People familiar with the IC diet will protest that drinking alcohol is like, well, pouring alcohol into an open wound. While I don’t disagree, I think assessing the value of the drink is everything. Faced with multiple study abroad opportunities where social bonding almost exclusively happened in Dublin and London pubs, I made the choice to prioritize memorable experiences over base, crude pain.
There’s still consideration, planning, and balance
I stopped the elimination diet nonsense about a decade ago. My one concession today is to avoid spicy dishes after 8 p.m. so sleep isn’t a nocturnal battle between paprika and the milk I’ll have to chug to offset it.
I’m still armed with helpmates like Prelief, an acid reducer in my coffee, and baking soda-water rescue drinks, I resolved to just do my best with this pain baseline. I’m strategic — I don’t tempt the tapas gods the night before a flight — but I’ll never feel more fulfilled because I was a model patient complying with a diet predicated on emptiness.

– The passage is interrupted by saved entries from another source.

//! The closed parameter schema for command templates.
//!
//! Template substitution is driven by a fixed, enumerated set of keys
//! rather than a free-form string map, so a typo in a template token is
//! caught when the repository loads instead of producing a half-rendered
//! script at ingestion time.

use std::collections::HashMap;

use crate::error::TemplateError;

/// A recognized substitution key.
///
/// Batch-level keys are assembled once per store endpoint; image-level
/// keys are rebuilt for every image from a clone of the batch map.
#[derive(Debug, Clone, Copy, PartialEq, Eq, Hash)]
pub enum ParamKey {
    /// Target database name.
    Database,
    /// Target schema — the repository name.
    Schema,
    /// Product name, doubling as the product raster table name.
    Product,
    /// Product metadata as a SQL record literal.
    ProductData,
    /// Measurement metadata as comma-separated SQL record literals.
    MeasurementData,
    /// Raster tile dimensions, e.g. `512x512`.
    TileSize,
    /// Full pathname of the image being ingested.
    Pathname,
    /// Directory portion of the image pathname.
    Path,
    /// Acquisition timestamp parsed from the pathname.
    Timestamp,
    /// Per-image staging table for the bulk tile load.
    TempTable,
}

/// Keys available to the batch-level `preprocess` operation.
pub const BATCH_KEYS: &[ParamKey] = &[
    ParamKey::Database,
    ParamKey::Schema,
    ParamKey::Product,
    ParamKey::ProductData,
    ParamKey::MeasurementData,
    ParamKey::TileSize,
];

/// Keys available to the per-image `postprocess` operation — the batch
/// keys plus the image-specific ones.
pub const IMAGE_KEYS: &[ParamKey] = &[
    ParamKey::Database,
    ParamKey::Schema,
    ParamKey::Product,
    ParamKey::ProductData,
    ParamKey::MeasurementData,
    ParamKey::TileSize,
    ParamKey::Pathname,
    ParamKey::Path,
    ParamKey::Timestamp,
    ParamKey::TempTable,
];

impl ParamKey {
    /// The uppercase token spelling used inside templates.
    pub fn token(&self) -> &'static str {
        match self {
            ParamKey::Database => "DATABASE",
            ParamKey::Schema => "SCHEMA",
            ParamKey::Product => "PRODUCT",
            ParamKey::ProductData => "PRODUCT_DATA",
            ParamKey::MeasurementData => "MEASUREMENT_DATA",
            ParamKey::TileSize => "TILE_SIZE",
            ParamKey::Pathname => "PATHNAME",
            ParamKey::Path => "PATH",
            ParamKey::Timestamp => "TIMESTAMP",
            ParamKey::TempTable => "TEMP_TABLE",
        }
    }

    /// Map a template token back to its key, if it is part of the schema.
    pub fn from_token(token: &str) -> Option<ParamKey> {
        IMAGE_KEYS.iter().copied().find(|k| k.token() == token)
    }
}

impl std::fmt::Display for ParamKey {
    fn fmt(&self, f: &mut std::fmt::Formatter<'_>) -> std::fmt::Result {
        f.write_str(self.token())
    }
}

/// A map of parameter values keyed by `ParamKey`.
///
/// Cloned per image; never shared mutably across workers.
#[derive(Debug, Clone, Default)]
pub struct ParamMap {
    values: HashMap<ParamKey, String>,
}

impl ParamMap {
    pub fn new() -> Self {
        Self::default()
    }

    /// Set a parameter value, replacing any previous one.
    pub fn set(&mut self, key: ParamKey, value: impl Into<String>) -> &mut Self {
        self.values.insert(key, value.into());
        self
    }

    /// Look up a parameter value.
    pub fn get(&self, key: ParamKey) -> Option<&str> {
        self.values.get(&key).map(String::as_str)
    }

    /// Look up a parameter value, failing with the token name if absent.
    pub fn require(&self, key: ParamKey) -> Result<&str, TemplateError> {
        self.get(key)
            .ok_or_else(|| TemplateError::MissingParam(key.token().to_string()))
    }

    pub fn len(&self) -> usize {
        self.values.len()
    }

    pub fn is_empty(&self) -> bool {
        self.values.is_empty()
    }
}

I start my mornings now on my roof with a big Chemex full of coffee from my favorite shop in the Berkshires. I think about the friends I was with when I discovered the brew, and my life is fuller for the shared experience of exquisite pour-over in a picturesque place.
While an easy decision to accept more pain for wholehearted living, it wasn’t an effortless transition. Resisting pain and managing it well enough to avoid succumbing to any number of poor coping mechanisms takes sincere commitment.
I’ve angry-cried with the cook’s form of writer’s block in front of my fridge more times than I’ll admit. But I’ve found those quiet moments of frustration have faded as I need more room for planning and remembering moments with friends and family.
By making my life a treasure hunt for flavors — whether food, people, or stories — I’ve defied an illness that could’ve stolen my joy.